Saved entries

========================

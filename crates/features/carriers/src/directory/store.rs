use crate::directory::DirectoryError;
use phub_domain::method::MethodSet;
use phub_domain::record::DynamicCarrierRecord;
use std::collections::BTreeSet;
use std::fmt;

/// Filter over dynamic carrier records. Unset criteria match everything.
#[derive(Debug, Clone, Default, PartialEq, Eq)]
pub struct CarrierQuery {
    pub ids: Option<BTreeSet<i64>>,
    pub exclude_ids: BTreeSet<i64>,
    pub country: Option<String>,
    /// Records whose method is any of these.
    pub methods: Option<MethodSet>,
}

impl CarrierQuery {
    #[must_use]
    pub fn by_id(id: i64) -> Self {
        Self { ids: Some(BTreeSet::from([id])), ..Self::default() }
    }

    #[must_use]
    pub fn excluding(mut self, ids: &BTreeSet<i64>) -> Self {
        self.exclude_ids.extend(ids);
        self
    }

    #[must_use]
    pub fn in_country(mut self, country: impl Into<String>) -> Self {
        self.country = Some(country.into());
        self
    }

    #[must_use]
    pub fn for_methods(mut self, methods: &MethodSet) -> Self {
        self.methods = Some(methods.clone());
        self
    }

    #[must_use]
    pub fn matches(&self, record: &DynamicCarrierRecord) -> bool {
        self.ids.as_ref().is_none_or(|ids| ids.contains(&record.id))
            && !self.exclude_ids.contains(&record.id)
            && self.country.as_deref().is_none_or(|country| record.country == country)
            && self.methods.as_ref().is_none_or(|methods| methods.contains(&record.method))
    }
}

/// The externally populated collection of dynamic carrier records.
///
/// Reads return snapshots. Renames are administrative and never overlap rate collection.
pub trait DynamicCarrierStore: fmt::Debug + Send + Sync {
    /// # Errors
    /// Store-specific failures.
    fn query(&self, query: &CarrierQuery) -> Result<Vec<DynamicCarrierRecord>, DirectoryError>;

    /// Sets `carrier_name` on every record matching `query`; returns the number of rows touched.
    ///
    /// # Errors
    /// Store-specific failures.
    fn update_name(&self, query: &CarrierQuery, name: &str) -> Result<usize, DirectoryError>;
}

#[cfg(test)]
mod tests {
    use super::*;
    use phub_domain::method::Method;

    #[test]
    fn criteria_combine() {
        let record = DynamicCarrierRecord::new(7, "CZ", Method::AddressDelivery, "CZ Home");

        assert!(CarrierQuery::default().matches(&record));
        assert!(CarrierQuery::by_id(7).matches(&record));
        assert!(!CarrierQuery::by_id(8).matches(&record));
        assert!(!CarrierQuery::by_id(7).excluding(&BTreeSet::from([7])).matches(&record));
        assert!(!CarrierQuery::default().in_country("SK").matches(&record));
        assert!(
            CarrierQuery::default()
                .in_country("CZ")
                .for_methods(&MethodSet::from([
                    Method::PickupPointDelivery,
                    Method::AddressDelivery,
                ]))
                .matches(&record)
        );
        assert!(!CarrierQuery::default().for_methods(&MethodSet::new()).matches(&record));
    }
}
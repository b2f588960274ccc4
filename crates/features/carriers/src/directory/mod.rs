//! Dynamic carrier directory.
//!
//! Query and lookup over the externally populated dynamic carrier records. Records owned
//! by a statically implemented family (the exclusivity set) are never handed to the
//! dynamic brain for resolution or configuration.

mod error;
mod memory;
mod store;

pub use error::{DirectoryError, DirectoryErrorExt};
pub use memory::MemoryCarrierStore;
pub use store::{CarrierQuery, DynamicCarrierStore};

use phub_domain::method::MethodSet;
use phub_domain::record::DynamicCarrierRecord;
use std::collections::BTreeSet;
use std::sync::Arc;
use tracing::debug;

#[derive(Debug, Clone)]
pub struct DynamicCarrierDirectory {
    store: Arc<dyn DynamicCarrierStore>,
    exclusivity: Arc<BTreeSet<i64>>,
}

impl DynamicCarrierDirectory {
    /// `exclusivity` holds the ids owned by statically implemented families.
    pub fn new(store: Arc<dyn DynamicCarrierStore>, exclusivity: BTreeSet<i64>) -> Self {
        Self { store, exclusivity: Arc::new(exclusivity) }
    }

    #[must_use]
    pub fn exclusivity(&self) -> &BTreeSet<i64> {
        &self.exclusivity
    }

    /// Every record outside the exclusivity set.
    ///
    /// # Errors
    /// Propagates store failures.
    pub fn find_resolvable(&self) -> Result<Vec<DynamicCarrierRecord>, DirectoryError> {
        let records = self.store.query(&CarrierQuery::default().excluding(&self.exclusivity))?;
        debug!(records = records.len(), "Enumerated resolvable dynamic carriers");
        Ok(records)
    }

    /// Records in `country` offering any of `methods`, outside the exclusivity set.
    ///
    /// # Errors
    /// Propagates store failures.
    pub fn find_configurable(
        &self,
        country: &str,
        methods: &MethodSet,
    ) -> Result<Vec<DynamicCarrierRecord>, DirectoryError> {
        let query = CarrierQuery::default()
            .in_country(country)
            .for_methods(methods)
            .excluding(&self.exclusivity);
        self.store.query(&query)
    }

    /// # Errors
    /// Propagates store failures.
    pub fn find_by_id(&self, id: i64) -> Result<Option<DynamicCarrierRecord>, DirectoryError> {
        Ok(self.store.query(&CarrierQuery::by_id(id))?.into_iter().next())
    }

    /// Distinct countries across all records offering any of `methods`.
    ///
    /// Not exclusivity-filtered: it answers whether any carrier at all serves the
    /// method and country.
    ///
    /// # Errors
    /// Propagates store failures.
    pub fn available_countries(
        &self,
        methods: &MethodSet,
    ) -> Result<BTreeSet<String>, DirectoryError> {
        let records = self.store.query(&CarrierQuery::default().for_methods(methods))?;
        Ok(records.into_iter().map(|r| r.country).collect())
    }

    /// # Errors
    /// [`DirectoryError::NotFound`] when no record has `id`.
    pub fn rename(&self, id: i64, name: &str) -> Result<(), DirectoryError> {
        let touched = self.store.update_name(&CarrierQuery::by_id(id), name)?;
        if touched == 0 {
            return Err(DirectoryError::NotFound {
                message: format!("no dynamic carrier with id {id}").into(),
                context: Some("rename".into()),
            });
        }

        debug!(id, name, "Renamed dynamic carrier");
        Ok(())
    }
}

========================

Take the lines from the start of the records through the line holding "pub fn excluding(mut", both included, and please print them exactly, with nothing else.

(Written solution)
filename crates/features/carriers/src/directory/store.rs
use crate::directory::DirectoryError;
use phub_domain::method::MethodSet;
use phub_domain::record::DynamicCarrierRecord;
use std::collections::BTreeSet;
use std::fmt;

/// Filter over dynamic carrier records. Unset criteria match everything.
#[derive(Debug, Clone, Default, PartialEq, Eq)]
pub struct CarrierQuery {
    pub ids: Option<BTreeSet<i64>>,
    pub exclude_ids: BTreeSet<i64>,
    pub country: Option<String>,
    /// Records whose method is any of these.
    pub methods: Option<MethodSet>,
}

impl CarrierQuery {
    #[must_use]
    pub fn by_id(id: i64) -> Self {
        Self { ids: Some(BTreeSet::from([id])), ..Self::default() }
    }

    #[must_use]
    pub fn excluding(mut self, ids: &BTreeSet<i64>) -> Self {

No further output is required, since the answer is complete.